БХ. Ну, это другой вопрос. Та эмиграция, к которой принадлежим мы, состоит из людей, воспитанных в Советском Союзе, людей, не чувствующих себя полностью оторвавшимися от страны. Многие из представителей этой третьей эмиграции склонны думать, что страна подпала под чье-то инородное или иноземное иго, но в сущности она там, а мы здесь только осколки и искры этой страны. Этого сознания особой избранности, сознания того, что ты привез, притащил с собой на плечах великое добро, наследие русское, великий багаж наследие русской культуры, русского духа, - это сознание не присуще современным изгнанникам. Я не знаю, хорошо это или плохо, это другой вопрос. Может быть, это и хорошо. Во всяком случае, их эмигрантское самочувствие качественно иное, чем у тех людей. Наконец, приходится признать, что по большей части это люди с довольно ограниченным культурным багажом. Я не хочу и, может быть, не имею права конкретно упрекать кого-нибудь или приводить примеры. Их более чем достаточно, к сожалению... Это люди, представляющие целую большую поросль, выросшую и воспитанную в изоляции. Это люди, для которых Западная Европа - не страна святых чудес, как ее когда-то называли в России, а чужбина в полном смысле слова. Какие-то чужие люди, чужие названия. Вещи, предметы, просто слова, которыми насыщена старая литература, эти священные пароли европейской культуры большинству людей нашей эмиграции чужды. Они им ничего не говорят. Это действительно результат жизни в большой стране, которая сама себя ощущает целым миром и которая в то же время является большой провинцией. Поэтому, скажем, знание языков в этой среде -редкость. С другой стороны, не редкость нежелание и неумение интересоваться окружающей жизнью. Множество людей продолжает жить в эмиграции так, как будто они живут на необитаемом острове, где они общаются только с себе подобными...
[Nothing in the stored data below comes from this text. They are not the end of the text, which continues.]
//! `reach`: command-line client for a Reach server.
//!
//! # Usage
//!
//! ```text
//! reach --url http://localhost:8080 customers list
//! reach segments preview --rules big-spenders.json
//! reach campaigns create --name Diwali --segment <id> --channel sms \
//!   --message 'Hi {{firstName}}, 20% off!'
//! reach --config ~/.config/reach/config.toml overview
//! ```

mod client;
mod render;

use std::path::{Path, PathBuf};

use anyhow::{Context, Result};
use chrono::{DateTime, Utc};
use clap::{Parser, Subcommand};
use client::{ApiClient, CampaignInput, LaunchSummary};
use reach_core::{campaign::Channel, rule::SegmentRule};
use serde::Deserialize;
use tracing::level_filters::LevelFilter;
use tracing_subscriber::EnvFilter;
use uuid::Uuid;

const DEFAULT_URL: &str = "http://localhost:8080";

// ─── CLI args ─────────────────────────────────────────────────────────────────

#[derive(Parser, Debug)]
#[command(name = "reach", about = "Command-line client for the Reach campaign server")]
struct Args {
  /// Path to a TOML config file (url).
  #[arg(short, long, value_name = "FILE")]
  config: Option<PathBuf>,

  /// Base URL of the Reach server (default: http://localhost:8080).
  #[arg(long, env = "REACH_URL")]
  url: Option<String>,

  #[command(subcommand)]
  command: Command,
}

#[derive(Subcommand, Debug)]
enum Command {
  /// Manage customers.
  #[command(subcommand)]
  Customers(CustomerCommand),
  /// Record orders.
  #[command(subcommand)]
  Orders(OrderCommand),
  /// Manage audience segments.
  #[command(subcommand)]
  Segments(SegmentCommand),
  /// Create, launch and inspect campaigns.
  #[command(subcommand)]
  Campaigns(CampaignCommand),
  /// Print tenant-wide totals.
  Overview,
}

#[derive(Subcommand, Debug)]
enum CustomerCommand {
  List,
  Show { id: Uuid },
  Add {
    #[arg(long)]
    name:  String,
    #[arg(long)]
    email: String,
    #[arg(long)]
    phone: Option<String>,
  },
  /// A customer's order history.
  Orders { id: Uuid },
}

#[derive(Subcommand, Debug)]
enum OrderCommand {
  Add {
    #[arg(long)]
    customer: Uuid,
    /// Decimal amount, e.g. `2499.00`.
    #[arg(long)]
    amount:   String,
    /// RFC 3339 timestamp; defaults to now.
    #[arg(long)]
    date:     Option<DateTime<Utc>>,
    #[arg(long = "item")]
    items:    Vec<String>,
  },
}

#[derive(Subcommand, Debug)]
enum SegmentCommand {
  List,
  /// Count the audience of a rule chain without saving it.
  Preview {
    /// JSON file holding an array of rules.
    #[arg(long)]
    rules: PathBuf,
  },
  Create {
    #[arg(long)]
    name:        String,
    #[arg(long)]
    description: Option<String>,
    #[arg(long)]
    rules:       PathBuf,
  },
  Delete { id: Uuid },
  /// Turn a plain-language description into a rule chain.
  Suggest {
    #[arg(required = true)]
    query: Vec<String>,
  },
}

#[derive(Subcommand, Debug)]
enum CampaignCommand {
  List,
  Show { id: Uuid },
  /// Create a campaign and launch it, unless `--draft` is given.
  Create {
    #[arg(long)]
    name:    String,
    #[arg(long)]
    segment: Uuid,
    /// Template; `{{firstName}}`, `{{name}}` and `{{email}}` are substituted.
    #[arg(long)]
    message: String,
    #[arg(long, default_value = "email")]
    channel: Channel,
    #[arg(long)]
    draft:   bool,
  },
  Launch { id: Uuid },
  Logs { id: Uuid },
  /// Recompute delivery aggregates from the communication log.
  Stats { id: Uuid },
}

// ─── Config file ──────────────────────────────────────────────────────────────

/// Shape of the optional TOML config file.
#[derive(Deserialize, Default, Debug)]
struct ConfigFile {
  #[serde(default)]
  url: String,
}

/// Flag or env var first, then the config file, then the default.
fn resolve_url(flag: Option<String>, file: &ConfigFile) -> String {
  flag
    .or_else(|| (!file.url.is_empty()).then(|| file.url.clone()))
    .unwrap_or_else(|| DEFAULT_URL.to_string())
}

fn read_rules(path: &Path) -> Result<Vec<SegmentRule>> {
  let raw = std::fs::read_to_string(path)
    .with_context(|| format!("reading rules file {}", path.display()))?;
  serde_json::from_str(&raw).with_context(|| format!("parsing rules file {}", path.display()))
}

// ─── Entry point ──────────────────────────────────────────────────────────────

#[tokio::main]
async fn main() -> Result<()> {
  tracing_subscriber::fmt()
    .with_writer(std::io::stderr)
    .with_env_filter(
      EnvFilter::builder()
        .with_default_directive(LevelFilter::WARN.into())
        .from_env_lossy(),
    )
    .init();

  let args = Args::parse();

  let file_cfg: ConfigFile = if let Some(path) = &args.config {
    let raw = std::fs::read_to_string(path)
      .with_context(|| format!("reading config file {}", path.display()))?;
    toml::from_str(&raw).context("parsing config file")?
  } else {
    ConfigFile::default()
  };

  let base_url = resolve_url(args.url, &file_cfg);
  tracing::debug!(%base_url, "using server");
  let client = ApiClient::new(base_url)?;

  match args.command {
    Command::Customers(cmd) => customers(&client, cmd).await,
    Command::Orders(cmd) => orders(&client, cmd).await,
    Command::Segments(cmd) => segments(&client, cmd).await,
    Command::Campaigns(cmd) => campaigns(&client, cmd).await,
    Command::Overview => {
      print!("{}", render::overview(&client.overview().await?));
      Ok(())
    }
  }
}

// ─── Commands ─────────────────────────────────────────────────────────────────

async fn customers(client: &ApiClient, cmd: CustomerCommand) -> Result<()> {
  match cmd {
    CustomerCommand::List => print!("{}", render::customers(&client.list_customers().await?)),
    CustomerCommand::Show { id } => {
      print!("{}", render::customers(&[client.get_customer(id).await?]))
    }
    CustomerCommand::Add { name, email, phone } => {
      let customer = client.create_customer(&name, &email, phone.as_deref()).await?;
      println!("created customer {}", customer.customer_id);
    }
    CustomerCommand::Orders { id } => {
      print!("{}", render::orders(&client.customer_orders(id).await?))
    }
  }
  Ok(())
}

async fn orders(client: &ApiClient, cmd: OrderCommand) -> Result<()> {
  match cmd {
    OrderCommand::Add { customer, amount, date, items } => {
      let order = client
        .record_order(customer, &amount, date.unwrap_or_else(Utc::now), &items)
        .await?;
      println!("recorded order {} for {}", order.order_id, order.customer_id);
    }
  }
  Ok(())
}

async fn segments(client: &ApiClient, cmd: SegmentCommand) -> Result<()> {
  match cmd {
    SegmentCommand::List => print!("{}", render::segments(&client.list_segments().await?)),
    SegmentCommand::Preview { rules } => {
      let rules = read_rules(&rules)?;
      let size = client.preview_segment(&rules).await?;
      println!("{}\n{size} customers match", render::rules(&rules));
    }
    SegmentCommand::Create { name, description, rules } => {
      let rules = read_rules(&rules)?;
      let segment = client.create_segment(&name, description.as_deref(), &rules).await?;
      println!(
        "created segment {} ({} customers)",
        segment.segment_id, segment.audience_size
      );
    }
    SegmentCommand::Delete { id } => {
      client.delete_segment(id).await?;
      println!("deleted segment {id}");
    }
    SegmentCommand::Suggest { query } => {
      let rules = client.suggest_rules(&query.join(" ")).await?;
      println!("{}", render::rules(&rules));
      println!("{}", serde_json::to_string_pretty(&rules)?);
    }
  }
  Ok(())
}

async fn campaigns(client: &ApiClient, cmd: CampaignCommand) -> Result<()> {
  match cmd {
    CampaignCommand::List => print!("{}", render::campaigns(&client.list_campaigns().await?)),
    CampaignCommand::Show { id } => print!("{}", render::campaign(&client.get_campaign(id).await?)),
    CampaignCommand::Create { name, segment, message, channel, draft } => {
      let input = CampaignInput {
        name,
        segment_id: segment,
        message,
        channel: channel.to_string(),
      };
      if draft {
        let campaign = client.create_draft(&input).await?;
        println!("created draft {}", campaign.campaign_id);
      } else {
        print_launch(&client.create_and_launch(&input).await?);
      }
    }
    CampaignCommand::Launch { id } => print_launch(&client.launch(id).await?),
    CampaignCommand::Logs { id } => print!("{}", render::logs(&client.campaign_logs(id).await?)),
    CampaignCommand::Stats { id } => print!("{}", render::stats(&client.refresh_stats(id).await?)),
  }
  Ok(())
}

fn print_launch(summary: &LaunchSummary) {
  println!(
    "campaign {} is {}: {} messages queued",
    summary.campaign.campaign_id, summary.campaign.status, summary.messages_queued
  );
}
ДГ. Но разве первая волна этого не делала?
БХ. Нет, все-таки не так. Мне кажется, не так.
ДГ. Набоков, например, писал об этом.
БХ. Ну, может быть, действительно, может быть, вы и правы. Когда читаешь, например, историю немецкой эмиграции 20-х и 30-х годов, больше всего похожей на нашу эмиграцию, ибо мне кажется, что у нее больше общего с нынешними эмигрантами из России, такими, как мы, - больше, чем между нами и людьми 20-х годов, первой русской эмиграции, - когда читаешь эту историю, видишь почти то же самое. Они тоже говорят о немецком одиночестве в мире так, как мы говорили о русском одиночестве.
ДГ. Ну, все-таки в тот период - это с 34-го по 45-й год - уехало всего лишь около 150 немецких писателей...
БХ. Ну, да. Но уехал все-таки цвет литературы.
ДГ. Да, но в смысле численности и продолжительности...
БХ. Я понимаю, что нельзя ставить знак равенства между этими двумя эмиграциями. И все же по многим признакам - я бы мог сказать подробнее, но это, может быть, не относится к теме нашего разговора, -по многим признакам эта немецкая антифашистская эмиграция в самом деле похожа на русскую антисоветскую эмиграцию. Очевидно, так и надо называть эту эмиграцию третью волну. Это эмиграция, возникшая по очень отчетливым, политическим, главным образом, мотивам. Это люди, которые не могли... не могли жить в условиях этого режима.
ДГ. Ну, если есть много общего, что тогда отличает немецкую эмиграцию от советской?
БХ. То же, в конечном счете, что отличает Германию от России. Эмиграция - это ведь маленький портрет, это сколок с той страны, откуда она явилась. Эмиграция в полном смысле слова приносит пыль отечества на своих башмаках, на своих стопах. Эмиграция говорит на языке отечества, думает категориями, какими принято думать в отечестве... Германия была европейской страной, хотя считала себя восточной страной на Западе. Россия, как кто-то оказал, это только восточный берег Европы. Русская литература жила совершенно другими интенциями, дышала другим воздухом. Мне кажется, это... это самоочевидно. Можно было бы провести просто сравнение двух языков, и мы увидели бы, как в этих языках отразились противоположные культурные миры, противоположная психология. Сравните очень дисциплинированную, как бы стянутую железным обручем, серьезную и тяжеловесную, энергичную немецкую фразу, эту мужественность немецкого синтаксиса с капризной женственностью русского языка, с его прихотливым синтаксисом...
ДГ. У Томаса Манна в романе "Волшебная гора" кто-то говорит о речи русского персонажа, что это язык... для немецкого уха бесхребетный.